═══ Information supplied ═══

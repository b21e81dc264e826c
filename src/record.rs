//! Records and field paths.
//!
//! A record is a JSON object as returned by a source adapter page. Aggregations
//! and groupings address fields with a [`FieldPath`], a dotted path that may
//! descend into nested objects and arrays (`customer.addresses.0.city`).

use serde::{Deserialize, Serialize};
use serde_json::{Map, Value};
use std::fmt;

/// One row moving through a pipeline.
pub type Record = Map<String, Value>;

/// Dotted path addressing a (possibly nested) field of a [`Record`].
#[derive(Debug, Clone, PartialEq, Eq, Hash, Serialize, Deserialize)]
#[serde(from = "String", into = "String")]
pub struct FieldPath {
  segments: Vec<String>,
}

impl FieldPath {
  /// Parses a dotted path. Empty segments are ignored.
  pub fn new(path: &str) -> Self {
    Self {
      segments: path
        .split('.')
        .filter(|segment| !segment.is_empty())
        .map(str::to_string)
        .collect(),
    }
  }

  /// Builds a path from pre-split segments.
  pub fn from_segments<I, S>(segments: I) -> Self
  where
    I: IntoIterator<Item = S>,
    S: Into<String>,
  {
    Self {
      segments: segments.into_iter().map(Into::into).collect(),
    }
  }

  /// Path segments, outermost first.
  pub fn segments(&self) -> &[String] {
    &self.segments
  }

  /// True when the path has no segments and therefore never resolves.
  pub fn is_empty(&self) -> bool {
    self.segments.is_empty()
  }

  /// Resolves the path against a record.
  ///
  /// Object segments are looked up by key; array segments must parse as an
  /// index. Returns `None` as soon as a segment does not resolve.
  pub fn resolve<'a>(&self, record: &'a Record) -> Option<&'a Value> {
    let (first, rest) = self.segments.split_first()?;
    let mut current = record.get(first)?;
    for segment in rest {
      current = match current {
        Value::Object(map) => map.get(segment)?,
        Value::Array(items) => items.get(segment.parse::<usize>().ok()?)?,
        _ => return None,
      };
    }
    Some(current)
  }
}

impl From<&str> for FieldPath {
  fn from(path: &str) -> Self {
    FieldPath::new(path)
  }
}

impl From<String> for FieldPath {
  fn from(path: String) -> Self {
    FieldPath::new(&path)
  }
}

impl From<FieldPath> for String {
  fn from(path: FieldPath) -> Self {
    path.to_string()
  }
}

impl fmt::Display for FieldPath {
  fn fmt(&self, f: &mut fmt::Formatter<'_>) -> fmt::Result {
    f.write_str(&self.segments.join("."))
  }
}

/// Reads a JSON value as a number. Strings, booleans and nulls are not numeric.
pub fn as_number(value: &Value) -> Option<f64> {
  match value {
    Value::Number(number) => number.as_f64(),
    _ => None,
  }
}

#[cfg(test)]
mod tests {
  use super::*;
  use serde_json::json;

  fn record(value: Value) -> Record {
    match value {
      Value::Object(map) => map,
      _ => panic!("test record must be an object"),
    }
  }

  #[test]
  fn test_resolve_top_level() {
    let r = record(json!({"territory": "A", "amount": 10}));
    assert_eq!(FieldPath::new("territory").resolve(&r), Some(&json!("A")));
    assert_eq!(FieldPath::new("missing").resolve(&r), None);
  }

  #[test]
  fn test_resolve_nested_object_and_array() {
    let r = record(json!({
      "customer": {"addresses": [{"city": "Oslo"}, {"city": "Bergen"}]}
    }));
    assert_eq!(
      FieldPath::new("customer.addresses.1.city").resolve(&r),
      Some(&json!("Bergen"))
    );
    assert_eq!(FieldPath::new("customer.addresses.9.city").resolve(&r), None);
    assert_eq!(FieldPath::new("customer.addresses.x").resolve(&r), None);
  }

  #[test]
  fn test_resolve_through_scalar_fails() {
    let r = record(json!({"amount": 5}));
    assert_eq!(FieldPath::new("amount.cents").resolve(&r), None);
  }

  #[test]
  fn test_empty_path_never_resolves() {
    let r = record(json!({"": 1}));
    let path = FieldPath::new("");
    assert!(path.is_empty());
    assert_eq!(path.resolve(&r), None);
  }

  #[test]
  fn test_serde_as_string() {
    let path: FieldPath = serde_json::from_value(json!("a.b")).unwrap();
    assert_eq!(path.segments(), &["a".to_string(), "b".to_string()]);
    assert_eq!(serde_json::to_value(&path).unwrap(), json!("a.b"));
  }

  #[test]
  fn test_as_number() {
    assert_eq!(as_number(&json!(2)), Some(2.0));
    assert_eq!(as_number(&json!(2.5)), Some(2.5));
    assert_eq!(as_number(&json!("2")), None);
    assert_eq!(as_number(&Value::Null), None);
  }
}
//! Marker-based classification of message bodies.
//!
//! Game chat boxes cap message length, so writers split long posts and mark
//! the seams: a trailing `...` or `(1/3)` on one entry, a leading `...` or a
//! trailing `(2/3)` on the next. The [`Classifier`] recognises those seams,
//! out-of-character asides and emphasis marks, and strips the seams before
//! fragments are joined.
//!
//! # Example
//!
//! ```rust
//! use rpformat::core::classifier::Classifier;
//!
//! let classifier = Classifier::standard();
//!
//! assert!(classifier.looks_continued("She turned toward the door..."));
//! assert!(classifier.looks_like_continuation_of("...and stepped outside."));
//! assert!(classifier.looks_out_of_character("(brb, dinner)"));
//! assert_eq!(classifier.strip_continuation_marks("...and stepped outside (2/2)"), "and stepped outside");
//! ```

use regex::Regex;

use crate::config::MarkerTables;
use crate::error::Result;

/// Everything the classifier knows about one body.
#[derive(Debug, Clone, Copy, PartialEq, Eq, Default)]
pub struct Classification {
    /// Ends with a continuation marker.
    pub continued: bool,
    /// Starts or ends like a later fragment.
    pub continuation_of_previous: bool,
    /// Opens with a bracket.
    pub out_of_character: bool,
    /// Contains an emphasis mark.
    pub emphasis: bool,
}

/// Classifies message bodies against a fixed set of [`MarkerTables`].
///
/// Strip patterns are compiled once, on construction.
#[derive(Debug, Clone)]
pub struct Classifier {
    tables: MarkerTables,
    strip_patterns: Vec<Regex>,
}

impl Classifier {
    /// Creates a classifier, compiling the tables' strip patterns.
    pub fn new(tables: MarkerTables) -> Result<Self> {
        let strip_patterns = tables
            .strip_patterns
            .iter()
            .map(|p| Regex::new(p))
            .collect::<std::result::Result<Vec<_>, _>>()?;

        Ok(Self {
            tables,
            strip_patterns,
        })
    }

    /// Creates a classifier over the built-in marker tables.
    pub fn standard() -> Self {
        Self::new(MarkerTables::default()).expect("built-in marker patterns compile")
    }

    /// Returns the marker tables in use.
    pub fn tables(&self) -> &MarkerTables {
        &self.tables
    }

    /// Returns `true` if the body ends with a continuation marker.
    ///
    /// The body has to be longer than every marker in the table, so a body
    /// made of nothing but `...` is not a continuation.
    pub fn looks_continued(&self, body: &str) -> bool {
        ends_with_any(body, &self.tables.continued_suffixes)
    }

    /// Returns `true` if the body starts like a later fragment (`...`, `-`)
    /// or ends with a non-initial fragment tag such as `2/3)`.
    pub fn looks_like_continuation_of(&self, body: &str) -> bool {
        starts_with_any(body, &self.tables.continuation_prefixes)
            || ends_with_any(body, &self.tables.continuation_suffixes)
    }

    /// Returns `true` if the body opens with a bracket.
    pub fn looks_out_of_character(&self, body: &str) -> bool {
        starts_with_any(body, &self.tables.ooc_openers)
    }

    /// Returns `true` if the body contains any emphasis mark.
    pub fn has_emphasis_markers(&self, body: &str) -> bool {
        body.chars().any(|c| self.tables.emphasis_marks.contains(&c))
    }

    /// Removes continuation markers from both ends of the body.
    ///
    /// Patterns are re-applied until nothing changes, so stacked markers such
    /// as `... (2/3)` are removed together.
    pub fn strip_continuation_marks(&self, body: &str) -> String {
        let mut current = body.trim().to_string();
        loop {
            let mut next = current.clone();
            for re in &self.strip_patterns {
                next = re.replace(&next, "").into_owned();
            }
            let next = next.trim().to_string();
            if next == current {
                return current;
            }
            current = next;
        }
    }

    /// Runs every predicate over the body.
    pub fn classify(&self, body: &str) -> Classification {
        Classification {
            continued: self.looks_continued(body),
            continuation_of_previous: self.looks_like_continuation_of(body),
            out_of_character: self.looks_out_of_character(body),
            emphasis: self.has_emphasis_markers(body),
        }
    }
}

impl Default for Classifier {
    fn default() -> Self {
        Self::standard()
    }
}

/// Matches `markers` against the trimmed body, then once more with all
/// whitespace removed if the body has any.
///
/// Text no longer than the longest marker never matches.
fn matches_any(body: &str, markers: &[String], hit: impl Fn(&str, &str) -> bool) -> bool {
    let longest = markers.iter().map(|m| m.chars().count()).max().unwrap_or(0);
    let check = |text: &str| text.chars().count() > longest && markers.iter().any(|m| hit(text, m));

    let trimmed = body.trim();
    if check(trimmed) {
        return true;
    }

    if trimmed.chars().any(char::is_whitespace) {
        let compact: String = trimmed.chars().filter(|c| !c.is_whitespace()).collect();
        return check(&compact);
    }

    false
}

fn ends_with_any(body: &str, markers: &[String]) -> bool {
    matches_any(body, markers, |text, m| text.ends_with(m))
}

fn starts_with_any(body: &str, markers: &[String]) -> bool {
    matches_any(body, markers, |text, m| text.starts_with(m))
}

═══
═══ Information supplied ═══

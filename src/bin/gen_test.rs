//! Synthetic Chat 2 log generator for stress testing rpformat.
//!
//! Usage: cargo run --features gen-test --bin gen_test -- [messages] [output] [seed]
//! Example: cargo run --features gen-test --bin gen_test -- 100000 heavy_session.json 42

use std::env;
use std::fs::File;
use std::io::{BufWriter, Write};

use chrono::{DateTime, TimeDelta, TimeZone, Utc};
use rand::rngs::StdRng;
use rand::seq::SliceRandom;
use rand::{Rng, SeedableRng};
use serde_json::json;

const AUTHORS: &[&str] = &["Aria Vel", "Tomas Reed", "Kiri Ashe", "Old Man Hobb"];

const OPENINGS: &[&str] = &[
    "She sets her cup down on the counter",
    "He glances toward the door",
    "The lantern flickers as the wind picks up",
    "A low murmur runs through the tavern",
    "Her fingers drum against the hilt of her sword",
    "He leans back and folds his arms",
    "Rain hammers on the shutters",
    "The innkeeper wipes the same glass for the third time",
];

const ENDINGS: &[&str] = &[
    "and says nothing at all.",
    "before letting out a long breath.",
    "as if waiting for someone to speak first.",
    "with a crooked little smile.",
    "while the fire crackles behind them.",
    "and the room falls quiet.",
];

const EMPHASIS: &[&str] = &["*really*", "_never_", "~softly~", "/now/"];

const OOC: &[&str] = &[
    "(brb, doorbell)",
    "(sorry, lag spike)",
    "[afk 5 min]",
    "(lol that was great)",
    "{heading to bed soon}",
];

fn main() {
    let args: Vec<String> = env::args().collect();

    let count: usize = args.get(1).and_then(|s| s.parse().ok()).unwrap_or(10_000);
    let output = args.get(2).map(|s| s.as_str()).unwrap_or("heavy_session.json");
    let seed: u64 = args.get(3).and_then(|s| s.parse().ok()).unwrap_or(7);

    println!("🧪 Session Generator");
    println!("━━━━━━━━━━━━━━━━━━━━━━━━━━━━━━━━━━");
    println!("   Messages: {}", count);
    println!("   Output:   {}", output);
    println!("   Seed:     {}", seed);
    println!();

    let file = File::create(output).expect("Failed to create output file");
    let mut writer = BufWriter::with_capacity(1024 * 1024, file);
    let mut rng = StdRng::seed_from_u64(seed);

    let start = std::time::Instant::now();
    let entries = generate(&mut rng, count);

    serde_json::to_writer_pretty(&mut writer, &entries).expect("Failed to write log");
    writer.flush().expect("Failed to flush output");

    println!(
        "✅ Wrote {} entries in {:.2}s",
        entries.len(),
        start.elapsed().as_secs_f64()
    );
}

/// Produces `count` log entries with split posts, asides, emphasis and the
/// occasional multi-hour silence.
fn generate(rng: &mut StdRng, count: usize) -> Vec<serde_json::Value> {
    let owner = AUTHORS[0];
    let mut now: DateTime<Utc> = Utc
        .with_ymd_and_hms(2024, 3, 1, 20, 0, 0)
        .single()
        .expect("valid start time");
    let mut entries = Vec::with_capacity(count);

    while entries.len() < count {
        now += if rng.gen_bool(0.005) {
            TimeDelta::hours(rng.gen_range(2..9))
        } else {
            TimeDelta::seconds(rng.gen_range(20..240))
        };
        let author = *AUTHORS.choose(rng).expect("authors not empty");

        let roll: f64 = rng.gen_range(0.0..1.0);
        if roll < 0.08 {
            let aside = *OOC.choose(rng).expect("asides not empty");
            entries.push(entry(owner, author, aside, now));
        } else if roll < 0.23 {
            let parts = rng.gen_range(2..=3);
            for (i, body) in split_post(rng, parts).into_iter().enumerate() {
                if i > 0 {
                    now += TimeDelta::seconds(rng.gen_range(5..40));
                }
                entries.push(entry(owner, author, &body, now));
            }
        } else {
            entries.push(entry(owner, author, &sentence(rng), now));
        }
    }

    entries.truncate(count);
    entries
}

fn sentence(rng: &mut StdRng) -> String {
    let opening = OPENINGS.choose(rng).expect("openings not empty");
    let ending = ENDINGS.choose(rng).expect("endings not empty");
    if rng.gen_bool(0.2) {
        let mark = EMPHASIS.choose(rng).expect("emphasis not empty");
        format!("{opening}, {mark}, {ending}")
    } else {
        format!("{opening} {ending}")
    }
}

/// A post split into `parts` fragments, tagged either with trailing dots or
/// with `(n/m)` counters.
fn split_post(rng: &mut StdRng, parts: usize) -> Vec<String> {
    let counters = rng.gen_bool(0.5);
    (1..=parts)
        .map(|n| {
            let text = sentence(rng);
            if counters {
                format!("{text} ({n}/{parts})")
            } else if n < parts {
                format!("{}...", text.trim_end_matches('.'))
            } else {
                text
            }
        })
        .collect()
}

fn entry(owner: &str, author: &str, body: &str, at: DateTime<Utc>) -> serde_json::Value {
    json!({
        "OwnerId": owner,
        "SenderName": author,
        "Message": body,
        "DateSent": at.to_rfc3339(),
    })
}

═══
═══ Information supplied ═══

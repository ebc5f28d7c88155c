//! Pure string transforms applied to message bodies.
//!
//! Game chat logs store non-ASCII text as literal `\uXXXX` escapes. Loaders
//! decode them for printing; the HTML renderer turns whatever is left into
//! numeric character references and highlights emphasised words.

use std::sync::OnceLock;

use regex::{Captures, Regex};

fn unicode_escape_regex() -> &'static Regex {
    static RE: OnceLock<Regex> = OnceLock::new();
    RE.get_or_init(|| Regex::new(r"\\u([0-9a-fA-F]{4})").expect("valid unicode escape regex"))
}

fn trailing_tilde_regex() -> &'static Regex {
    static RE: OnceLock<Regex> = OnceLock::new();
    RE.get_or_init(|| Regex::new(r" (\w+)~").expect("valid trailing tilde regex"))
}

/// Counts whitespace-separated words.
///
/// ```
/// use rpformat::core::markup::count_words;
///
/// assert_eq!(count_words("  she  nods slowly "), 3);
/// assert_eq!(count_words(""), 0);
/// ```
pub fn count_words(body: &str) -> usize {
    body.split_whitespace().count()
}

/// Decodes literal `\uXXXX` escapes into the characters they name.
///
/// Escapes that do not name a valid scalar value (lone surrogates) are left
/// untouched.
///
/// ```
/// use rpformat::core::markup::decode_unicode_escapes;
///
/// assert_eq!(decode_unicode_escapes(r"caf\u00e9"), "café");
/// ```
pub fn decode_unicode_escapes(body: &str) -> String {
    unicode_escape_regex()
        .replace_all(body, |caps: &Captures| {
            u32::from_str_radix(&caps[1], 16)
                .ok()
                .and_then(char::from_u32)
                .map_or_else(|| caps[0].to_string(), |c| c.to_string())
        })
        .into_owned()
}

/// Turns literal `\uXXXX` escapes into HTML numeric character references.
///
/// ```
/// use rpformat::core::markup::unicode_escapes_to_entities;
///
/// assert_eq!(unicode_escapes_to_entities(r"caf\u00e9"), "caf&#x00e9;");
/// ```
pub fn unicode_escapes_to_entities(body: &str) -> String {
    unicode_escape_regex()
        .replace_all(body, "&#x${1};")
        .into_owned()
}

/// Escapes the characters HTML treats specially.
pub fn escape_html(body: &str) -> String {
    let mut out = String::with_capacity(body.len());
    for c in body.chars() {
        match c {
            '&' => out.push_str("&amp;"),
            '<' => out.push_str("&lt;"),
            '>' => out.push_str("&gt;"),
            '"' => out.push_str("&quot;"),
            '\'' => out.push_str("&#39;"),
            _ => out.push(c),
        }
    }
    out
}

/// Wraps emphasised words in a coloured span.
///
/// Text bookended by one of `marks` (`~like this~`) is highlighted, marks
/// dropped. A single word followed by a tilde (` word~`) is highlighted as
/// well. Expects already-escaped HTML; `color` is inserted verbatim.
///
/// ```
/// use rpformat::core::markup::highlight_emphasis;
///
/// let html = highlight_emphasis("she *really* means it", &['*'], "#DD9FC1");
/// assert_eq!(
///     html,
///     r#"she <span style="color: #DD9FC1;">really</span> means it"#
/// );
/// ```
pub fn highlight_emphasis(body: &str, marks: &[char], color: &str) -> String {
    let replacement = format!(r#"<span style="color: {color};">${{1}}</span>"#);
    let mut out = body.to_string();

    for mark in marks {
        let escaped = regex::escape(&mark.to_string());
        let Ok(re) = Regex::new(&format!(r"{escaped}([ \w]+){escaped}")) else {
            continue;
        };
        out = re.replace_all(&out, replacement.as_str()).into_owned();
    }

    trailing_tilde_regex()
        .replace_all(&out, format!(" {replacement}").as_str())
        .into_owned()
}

═══

How many lines of the entries contain the word "owner"? Only the number is wanted.

6